Si un patient demandait à quoi servait tel comprimé à l’infirmière, il était renvoyé vers un médecin… Aucune volonté de répondre à une question, ou de donner une explication. Un jour, nous avons demandé un couvert, les soignants nous ont simplement répondu qu’il n’y en avait pas… Le pauvre stagiaire présent a cherché à nous aider, mais s’est fait railler par le reste du personnel. Il a pourtant trouvé ce que nous demandions.
Une personne âgée dans le couloir réclamait qu’on la mette au lit, car elle ne se sentait pas bien. Le personnel faisait semblant de ne pas entendre et quand j’ai essayé d’intervenir il m’a été répondu « on la connait celle-là ». Le lendemain cette personne était hospitalisée.
Les voisines de chambres racontaient ce que ma grand-mère ne nous racontait plus, lasse de ce qui lui arrivait. Des personnes retraitées « plus jeunes », hospitalisées dans le service, disaient même qu’elles avaient tout intérêt à se taire. Problème : ma grand-mère a toujours dit ce qu’elle pensait avec politesse. Cela ne plaisait pas. Un jour elle est tombée, et au lieu de la relever, elle est restée au sol en attendant que la soignante ait fini de se fâcher sur elle et de la sermonner.

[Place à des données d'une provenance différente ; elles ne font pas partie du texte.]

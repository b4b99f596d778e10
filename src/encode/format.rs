use std::collections::BTreeMap;

use crate::foundation::error::{VidsumError, VidsumResult};

/// Target container of one encoded output.
#[derive(Clone, Copy, Debug, PartialEq, Eq, Hash, serde::Serialize, serde::Deserialize)]
#[serde(rename_all = "lowercase")]
pub enum ContainerFormat {
    Jpeg,
    Png,
    Gif,
    Webp,
}

impl ContainerFormat {
    pub fn content_type(self) -> &'static str {
        match self {
            Self::Jpeg => "image/jpeg",
            Self::Png => "image/png",
            Self::Gif => "image/gif",
            Self::Webp => "image/webp",
        }
    }

    pub fn extension(self) -> &'static str {
        match self {
            Self::Jpeg => "jpeg",
            Self::Png => "png",
            Self::Gif => "gif",
            Self::Webp => "webp",
        }
    }

    /// Whether the container can hold more than one timed frame (APNG for PNG).
    pub fn can_animate(self) -> bool {
        !matches!(self, Self::Jpeg)
    }
}

impl std::fmt::Display for ContainerFormat {
    fn fmt(&self, f: &mut std::fmt::Formatter<'_>) -> std::fmt::Result {
        f.write_str(self.extension())
    }
}

/// One requested output encoding.
#[derive(Clone, Debug, PartialEq, serde::Serialize, serde::Deserialize)]
pub struct OutputFormatSpec {
    pub container: ContainerFormat,
    #[serde(default)]
    pub supports_animation: bool,
    /// Codec options, e.g. `quality`, `lossless`, `method`, `optimize`, `speed`.
    #[serde(default)]
    pub encode_params: BTreeMap<String, serde_json::Value>,
    /// Uniform per-frame duration for animated output, overriding the assembled durations.
    #[serde(default, skip_serializing_if = "Option::is_none")]
    pub frame_duration_ms: Option<u32>,
}

impl OutputFormatSpec {
    pub fn still(container: ContainerFormat) -> Self {
        Self {
            container,
            supports_animation: false,
            encode_params: BTreeMap::new(),
            frame_duration_ms: None,
        }
    }

    pub fn animated(container: ContainerFormat) -> Self {
        Self {
            supports_animation: true,
            ..Self::still(container)
        }
    }

    pub fn with_param(mut self, key: &str, value: impl Into<serde_json::Value>) -> Self {
        self.encode_params.insert(key.to_string(), value.into());
        self
    }

    pub fn content_type(&self) -> &'static str {
        self.container.content_type()
    }

    pub fn validate(&self) -> VidsumResult<()> {
        if self.supports_animation && !self.container.can_animate() {
            return Err(VidsumError::invalid_input(format!(
                "{} output cannot be animated",
                self.container
            )));
        }
        if self.frame_duration_ms == Some(0) {
            return Err(VidsumError::invalid_input(
                "frame_duration_ms must be non-zero",
            ));
        }
        for (key, value) in &self.encode_params {
            match key.as_str() {
                "quality" => {
                    self.param_f32(key, 0.0)?;
                }
                "method" | "speed" => {
                    self.param_u8(key, 0)?;
                }
                "lossless" | "optimize" => {
                    self.param_bool(key, false)?;
                }
                _ => tracing::warn!(
                    format = %self.container,
                    key = %key,
                    %value,
                    "ignoring unknown encode param"
                ),
            }
        }
        Ok(())
    }

    pub fn param_bool(&self, key: &str, default: bool) -> VidsumResult<bool> {
        match self.encode_params.get(key) {
            None => Ok(default),
            Some(v) => v.as_bool().ok_or_else(|| self.bad_param(key, "a boolean")),
        }
    }

    pub fn param_u8(&self, key: &str, default: u8) -> VidsumResult<u8> {
        match self.encode_params.get(key) {
            None => Ok(default),
            Some(v) => v
                .as_u64()
                .and_then(|n| u8::try_from(n).ok())
                .ok_or_else(|| self.bad_param(key, "an integer in 0..=255")),
        }
    }

    pub fn param_f32(&self, key: &str, default: f32) -> VidsumResult<f32> {
        match self.encode_params.get(key) {
            None => Ok(default),
            Some(v) => v
                .as_f64()
                .filter(|q| (0.0..=100.0).contains(q))
                .map(|q| q as f32)
                .ok_or_else(|| self.bad_param(key, "a number in 0..=100")),
        }
    }

    fn bad_param(&self, key: &str, expected: &str) -> VidsumError {
        VidsumError::invalid_input(format!(
            "{} encode param '{key}' must be {expected}",
            self.container
        ))
    }
}

/// JPEG, PNG (optimized), WebP (lossy q80, method 1).
pub fn default_still_formats() -> Vec<OutputFormatSpec> {
    vec![
        OutputFormatSpec::still(ContainerFormat::Jpeg),
        OutputFormatSpec::still(ContainerFormat::Png).with_param("optimize", true),
        webp_defaults(OutputFormatSpec::still(ContainerFormat::Webp)),
    ]
}

/// GIF, APNG, animated WebP.
pub fn default_animated_formats() -> Vec<OutputFormatSpec> {
    vec![
        OutputFormatSpec::animated(ContainerFormat::Gif),
        OutputFormatSpec::animated(ContainerFormat::Png).with_param("optimize", true),
        webp_defaults(OutputFormatSpec::animated(ContainerFormat::Webp)),
    ]
}

fn webp_defaults(spec: OutputFormatSpec) -> OutputFormatSpec {
    spec.with_param("lossless", false)
        .with_param("quality", 80)
        .with_param("method", 1)
}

Ma grand-mère a refusé, jour après jour, ses repas et elle est devenue l’ombre d’elle-même en quelques semaines. Ce séjour, n’a pas été revalidant, mais invalidant. Personne n’aimerait être traité de la sorte.
Granny a fini par quitter le centre de revalidation, et est entrée pour 15 jours dans une maison de retraite où elle a enfin trouvé du respect, de la gentillesse, de l’écoute. Mais il était trop tard. Elle s’y est éteinte en douceur, hors du stress et entourée de gentillesse, notre seul apaisement.
Ma grand-mère a été forte, digne et très courageuse jusqu’au bout.
Après toute cette tristesse, j’ai tenté d’entamer des démarches pour que le centre de revalidation, où a séjourné ma grand-mère, travaille à une prise de conscience de son équipe. Je souhaitais des excuses, bien sûr, en son nom, mais surtout que les choses changent pour toutes les personnes âgées qui sont là, sans pouvoir se défendre, dans ce rapport de dominant-dominé.